Poison for One
- First edition (UK)
- Author: John Rhode
- Language: English
- Series: Lancelot Priestley
- Genre: Detective
- Publisher: Collins Crime Club (UK) Dodd Mead (US)
- Publication date: 1934
- Publication place: United Kingdom
- Media type: Print
- Preceded by: The Robthorne Mystery
- Followed by: Shot at Dawn

= Poison for One =

1934 novel

Poison for One is a 1934 detective novel by John Rhode, the pen name of the British writer Cecil Street. It is the eighteenth in his long-running series of novels featuring Lancelot Priestley, a Golden Age armchair detective. It combines elements of the locked room mystery and country house mystery.

==Synopsis==
The weekend guests of the financier Sir Gerald Uppingham at his country estate Bucklesbury Park break into his locked study and discover his corpse, dead of prussic acid. Inspector Hanslet of Scotland Yard is called in, but as usual, he is forced to turn to Priestley to fully solve the complex question of how and why Uppingham died and who killed him.

== Reception ==
Reviewing the book in the Sunday Times leading crime writer Dorothy L. Sayers considered it "as usual, sound, pleasantly written, and entertaining" although, she complained the book "was rather spoilt for me by the jacket, which deliberately gives away one-half of the solution."

==Bibliography==
- Evans, Curtis.
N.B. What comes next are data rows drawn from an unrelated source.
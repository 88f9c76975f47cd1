// Copyright (c) Handball Connect Team
// SPDX-License-Identifier: Apache-2.0

//! In-process adapter backed by plain maps behind one `RwLock`. Used by the
//! test suite and selectable for local development; every mutation runs
//! under the write lock, which is what makes the counter updates atomic.

use std::collections::HashMap;

use async_trait::async_trait;
use tokio::sync::RwLock;

use crate::error::{Error, Result};
use crate::models::{Account, Board, Comment, Conversation, Like, Message, Post, ProfileUpdate};

use super::{DirectoryRepo, FeedRepo, MessagingRepo, TacticsRepo};

#[derive(Default)]
struct State {
    accounts: HashMap<String, Account>,
    posts: HashMap<String, Post>,
    likes: HashMap<(String, String), Like>,
    comments: HashMap<String, Comment>,
    conversations: HashMap<String, Conversation>,
    messages: HashMap<String, Message>,
    boards: HashMap<String, Board>,
}

#[derive(Default)]
pub struct MemoryRepo {
    state: RwLock<State>,
}

impl MemoryRepo {
    pub fn new() -> Self {
        Self::default()
    }
}

#[async_trait]
impl DirectoryRepo for MemoryRepo {
    async fn insert_account(&self, account: Account) -> Result<()> {
        let mut state = self.state.write().await;
        if state.accounts.values().any(|a| a.email == account.email) {
            return Err(Error::Validation("email already registered".into()));
        }
        state.accounts.insert(account.id.clone(), account);
        Ok(())
    }

    async fn account_by_id(&self, id: &str) -> Result<Option<Account>> {
        Ok(self.state.read().await.accounts.get(id).cloned())
    }

    async fn account_by_email(&self, email: &str) -> Result<Option<Account>> {
        let state = self.state.read().await;
        Ok(state.accounts.values().find(|a| a.email == email).cloned())
    }

    async fn list_accounts(&self) -> Result<Vec<Account>> {
        let state = self.state.read().await;
        let mut accounts: Vec<_> = state.accounts.values().cloned().collect();
        accounts.sort_by(|a, b| b.created_at.cmp(&a.created_at));
        Ok(accounts)
    }

    async fn update_profile(&self, id: &str, update: ProfileUpdate) -> Result<()> {
        let mut state = self.state.write().await;
        let account = state
            .accounts
            .get_mut(id)
            .ok_or_else(|| Error::NotFound("account", id.to_string()))?;
        if let Some(username) = update.username {
            account.username = username;
        }
        if let Some(position) = update.position {
            account.position = Some(position);
        }
        if let Some(experience) = update.experience {
            account.experience = Some(experience);
        }
        Ok(())
    }

    async fn set_profile_image(&self, id: &str, reference: Option<String>) -> Result<()> {
        let mut state = self.state.write().await;
        let account = state
            .accounts
            .get_mut(id)
            .ok_or_else(|| Error::NotFound("account", id.to_string()))?;
        account.profile_image = reference;
        Ok(())
    }

    async fn set_password_hash(&self, id: &str, hash: String) -> Result<()> {
        let mut state = self.state.write().await;
        let account = state
            .accounts
            .get_mut(id)
            .ok_or_else(|| Error::NotFound("account", id.to_string()))?;
        account.password_hash = hash;
        Ok(())
    }

    async fn set_admin(&self, id: &str, value: bool) -> Result<()> {
        let mut state = self.state.write().await;
        let account = state
            .accounts
            .get_mut(id)
            .ok_or_else(|| Error::NotFound("account", id.to_string()))?;
        account.is_admin = value;
        Ok(())
    }

    async fn set_disabled(&self, id: &str, value: bool) -> Result<()> {
        let mut state = self.state.write().await;
        let account = state
            .accounts
            .get_mut(id)
            .ok_or_else(|| Error::NotFound("account", id.to_string()))?;
        account.is_disabled = value;
        Ok(())
    }
}

#[async_trait]
impl FeedRepo for MemoryRepo {
    async fn insert_post(&self, post: Post) -> Result<()> {
        let mut state = self.state.write().await;
        state.posts.insert(post.id.clone(), post);
        Ok(())
    }

    async fn feed(&self) -> Result<Vec<Post>> {
        let state = self.state.read().await;
        let mut posts: Vec<_> = state.posts.values().cloned().collect();
        posts.sort_by(|a, b| b.created_at.cmp(&a.created_at));
        Ok(posts)
    }

    async fn post(&self, id: &str) -> Result<Option<Post>> {
        Ok(self.state.read().await.posts.get(id).cloned())
    }

    async fn delete_post(&self, id: &str) -> Result<()> {
        let mut state = self.state.write().await;
        state.posts.remove(id);
        state.comments.retain(|_, c| c.post_id != id);
        state.likes.retain(|(post_id, _), _| post_id != id);
        Ok(())
    }

    async fn like_exists(&self, post_id: &str, account_id: &str) -> Result<bool> {
        let state = self.state.read().await;
        Ok(state
            .likes
            .contains_key(&(post_id.to_string(), account_id.to_string())))
    }

    async fn add_like(&self, like: Like) -> Result<()> {
        let mut state = self.state.write().await;
        let key = (like.post_id.clone(), like.account_id.clone());
        if state.likes.insert(key, like.clone()).is_none() {
            if let Some(post) = state.posts.get_mut(&like.post_id) {
                post.like_count += 1;
            }
        }
        Ok(())
    }

    async fn remove_like(&self, post_id: &str, account_id: &str) -> Result<()> {
        let mut state = self.state.write().await;
        let key = (post_id.to_string(), account_id.to_string());
        if state.likes.remove(&key).is_some() {
            if let Some(post) = state.posts.get_mut(post_id) {
                post.like_count = (post.like_count - 1).max(0);
            }
        }
        Ok(())
    }

    async fn add_comment(&self, comment: Comment) -> Result<()> {
        let mut state = self.state.write().await;
        if let Some(post) = state.posts.get_mut(&comment.post_id) {
            post.comment_count += 1;
        } else {
            return Err(Error::NotFound("post", comment.post_id.clone()));
        }
        state.comments.insert(comment.id.clone(), comment);
        Ok(())
    }

    async fn comments(&self, post_id: &str) -> Result<Vec<Comment>> {
        let state = self.state.read().await;
        let mut comments: Vec<_> = state
            .comments
            .values()
            .filter(|c| c.post_id == post_id)
            .cloned()
            .collect();
        comments.sort_by(|a, b| b.created_at.cmp(&a.created_at));
        Ok(comments)
    }
}

#[async_trait]
impl MessagingRepo for MemoryRepo {
    async fn conversations_for(&self, account_id: &str) -> Result<Vec<Conversation>> {
        let state = self.state.read().await;
        let mut conversations: Vec<_> = state
            .conversations
            .values()
            .filter(|c| c.involves(account_id))
            .cloned()
            .collect();
        conversations.sort_by(|a, b| b.last_message_at.cmp(&a.last_message_at));
        Ok(conversations)
    }

    async fn conversation(&self, id: &str) -> Result<Option<Conversation>> {
        Ok(self.state.read().await.conversations.get(id).cloned())
    }

    async fn get_or_create_conversation(&self, conversation: Conversation) -> Result<Conversation> {
        let mut state = self.state.write().await;
        let existing = state
            .conversations
            .entry(conversation.id.clone())
            .or_insert(conversation);
        Ok(existing.clone())
    }

    async fn messages(&self, conversation_id: &str) -> Result<Vec<Message>> {
        let state = self.state.read().await;
        let mut messages: Vec<_> = state
            .messages
            .values()
            .filter(|m| m.conversation_id == conversation_id)
            .cloned()
            .collect();
        messages.sort_by(|a, b| a.created_at.cmp(&b.created_at));
        Ok(messages)
    }

    async fn append_message(&self, message: Message, recipient: &str) -> Result<()> {
        let mut state = self.state.write().await;
        let conversation = state
            .conversations
            .get_mut(&message.conversation_id)
            .ok_or_else(|| Error::NotFound("conversation", message.conversation_id.clone()))?;

        conversation.last_message = message.text.clone();
        conversation.last_message_at = message.created_at;
        conversation.last_sender_id = Some(message.sender_id.clone());
        if conversation.participant_one == recipient {
            conversation.unread_one += 1;
        } else {
            conversation.unread_two += 1;
        }

        state.messages.insert(message.id.clone(), message);
        Ok(())
    }

    async fn mark_read(&self, conversation_id: &str, reader: &str) -> Result<()> {
        let mut state = self.state.write().await;
        let conversation = state
            .conversations
            .get_mut(conversation_id)
            .ok_or_else(|| Error::NotFound("conversation", conversation_id.to_string()))?;

        if conversation.participant_one == reader {
            conversation.unread_one = 0;
        } else {
            conversation.unread_two = 0;
        }

        for message in state.messages.values_mut() {
            if message.conversation_id == conversation_id && message.sender_id != reader {
                message.is_read = true;
            }
        }
        Ok(())
    }
}

#[async_trait]
impl TacticsRepo for MemoryRepo {
    async fn upsert_board(&self, board: Board) -> Result<()> {
        let mut state = self.state.write().await;
        state.boards.insert(board.id.clone(), board);
        Ok(())
    }

    async fn board(&self, id: &str) -> Result<Option<Board>> {
        Ok(self.state.read().await.boards.get(id).cloned())
    }

    async fn boards_by_owner(&self, owner_id: &str) -> Result<Vec<Board>> {
        let state = self.state.read().await;
        let mut boards: Vec<_> = state
            .boards
            .values()
            .filter(|b| b.owner_id == owner_id)
            .cloned()
            .collect();
        boards.sort_by(|a, b| b.created_at.cmp(&a.created_at));
        Ok(boards)
    }

    async fn shared_boards(&self) -> Result<Vec<Board>> {
        let state = self.state.read().await;
        let mut boards: Vec<_> = state
            .boards
            .values()
            .filter(|b| b.is_shared)
            .cloned()
            .collect();
        boards.sort_by(|a, b| b.created_at.cmp(&a.created_at));
        Ok(boards)
    }

    async fn delete_board(&self, id: &str) -> Result<()> {
        self.state.write().await.boards.remove(id);
        Ok(())
    }

    async fn set_shared(&self, id: &str, value: bool) -> Result<()> {
        let mut state = self.state.write().await;
        let board = state
            .boards
            .get_mut(id)
            .ok_or_else(|| Error::NotFound("board", id.to_string()))?;
        board.is_shared = value;
        Ok(())
    }
}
Masters of the "Humdrum" Mystery: Cecil John Charles Street, Freeman Wills Crofts, Alfred Walter Stewart and the British Detective Novel, 1920-1961. McFarland, 2014.
- Herbert, Rosemary. Whodunit?: A Who's Who in Crime & Mystery Writing. Oxford University Press, 2003.
- Reilly, John M. Twentieth Century Crime & Mystery Writers. Springer, 2015.